Bruno le manifestó que le iba a realizar una serie de comentarios de lo que pensaba, vistas las circunstancias, el cariz que estaban tomando los acontecimientos y las acciones de los nuevos gobernantes, le explicó:

Es muy difícil que los más altos funcionarios de este gobierno digan la verdad y siempre la disfrazan, desde el famoso Manifiesto de Sierra Maestra donde  se garantizó respetar la Constitución de 1940, llamar a las urnas para elegir a los futuros gobernantes de forma libre y democrática y a las cuales podrían acudir todos los partidos según el Código Electoral del 43, todo fue una farsa. Esta promesa tenía fecha de caducidad, un año después de haber derrocado al régimen de Batista, pero no se perciben indicios de que nada de eso se lleve a la práctica. Así mismo en ese manifiesto se apostó por una libertad plena, especialmente la de los medios de comunicación, y la mayor paradoja de todo este embrollo es que se anunció que en la Cuba revolucionaria no habría presos políticos, cuando actualmente las cárceles cubanas están llenas de ellos.
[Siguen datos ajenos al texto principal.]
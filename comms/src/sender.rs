//! The sending end of the framed channel.

use std::io;

use tokio::io::{AsyncWrite, AsyncWriteExt};

use crate::{LEN_TYPE_SIZE, LenType, Serialize};

/// The sending end handle of the communication.
pub struct OnoSender<W>
where
    W: AsyncWrite + Unpin,
{
    tx: W,
    buf: Vec<u8>,
}

impl<W: AsyncWrite + Unpin> OnoSender<W> {
    /// Creates a new `OnoSender` instance.
    ///
    /// # Arguments
    /// * `tx` - The underlying writer.
    pub(super) fn new(tx: W) -> Self {
        Self {
            tx,
            buf: Vec::with_capacity(LEN_TYPE_SIZE * 3),
        }
    }

    /// Sends `msg` as a single length-prefixed frame and flushes the writer.
    ///
    /// # Arguments
    /// * `msg` - A serializable object.
    ///
    /// # Returns
    /// A result object that returns `io::Error` on failure.
    pub async fn send<T: Serialize>(&mut self, msg: &T) -> io::Result<()> {
        let Self { buf, tx } = self;

        buf.clear();
        buf.resize(LEN_TYPE_SIZE, 0);
        msg.serialize(buf);

        let len = (buf.len() - LEN_TYPE_SIZE) as LenType;
        buf[..LEN_TYPE_SIZE].copy_from_slice(&len.to_be_bytes());

        tx.write_all(buf).await?;
        tx.flush().await
    }

    /// Flushes and shuts down the underlying writer, signalling end of stream to the peer.
    pub async fn close(mut self) -> io::Result<()> {
        self.tx.shutdown().await
    }
}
Continuó su explicación este pasajero:

Ahora mismo en Cuba solo gozan de libertad los que mantienen las mismas ideas que el régimen y los que hablan bien de los procedimientos de los rebeldes, por el contrario los que se atreven  a criticar o poner en duda las decisiones y las conductas de los nuevos gobernantes son detenidos y, en algunos casos, condenados a muerte. Desde el triunfo de la revolución, los que teníamos alguna responsabilidad dentro de la administración nos dimos cuenta de que lo que se había dicho en Camagüey, el cinco de enero de ese primer año, donde Fidel hizo una alabanza a la libertad y al respeto de la opinión pública, eran ya totalmente fingidas; esto se comprobó al cumplirse apenas el primer mes de mandato, comenzando por las purgas no solo de los funcionarios que estaban en el gobierno anterior, sino también de los líderes sindicales, que habían sido elegidos democráticamente.

Prosiguió Bruno diciendo:

Me considero democrático y luché para que se estableciera un régimen político multiplural, pero después de haber trascurrido más de un año me he dado cuenta que se va hacia un poder absolutista y a una dictadura marxista-leninista. Pero para conseguir estos fines y propósitos se amparan en que le van a dar lo mejor a la ciudadanía y se erigen en defensores de la misma, esto está muy lejos de la actual realidad cubana, por el contrario se aumentan las fuerzas armadas y la policía con el fin de oprimir aun más si cabe al pueblo, ya se comenzó a adoctrinar a la juventud y a fomentar la vigilancia y la intriga entre las familias. En este último año el gobierno, sistemáticamente, ha negado ser comunista, pero los indicios revelan todo lo contrario. Otra muestra de esa deriva se demuestra viendo lo que les ha sucedido a los que han osado oponerse a los planes prefijados por el gobierno cubano, se le ha presentado dos opciones, abandonar Cuba o la cárcel si persistían en sus críticas. Muchos son los ejemplos, y no lo digo por mí, pues al fin y al cabo no represento un peligro para el régimen, pero en mi conciencia no podía seguir aguantando más mentiras.

Con esto terminaron la conversación, pues la hora de la cena estaba cerca y ambos se despidieron hasta el próximo día.

Como solo quedaba una singladura para llegar a Tenerife, la tertulia del día siguiente se centró en hablar de la próxima escala y de la despedida de los canarios que venían a bordo, concluyendo esta primera etapa con la llegada al puerto tinerfeño a las 16:00 horas del día 14 de abril de 1960.

A partir de la salida de Tenerife, se sucedieron las escalas en los diferentes puertos peninsulares, según la ruta que mantenía el buque. La llegada a Barcelona se realizó el día 19 de abril a las 8:00 horas. Como en otras ocasiones, la vida de los tripulantes se desenvolvía con toda normalidad, manteniendo el pacto por ellos mismos impuesto.

Una vez concluida su guardia, Jin saltó a tierra para dirigirse a las Ramblas, en primer lugar llamó por teléfono a su familia, a continuación hizo lo propio con Miguel y quedaron de verse a las 5 de la tarde en la Plaza de Cataluña.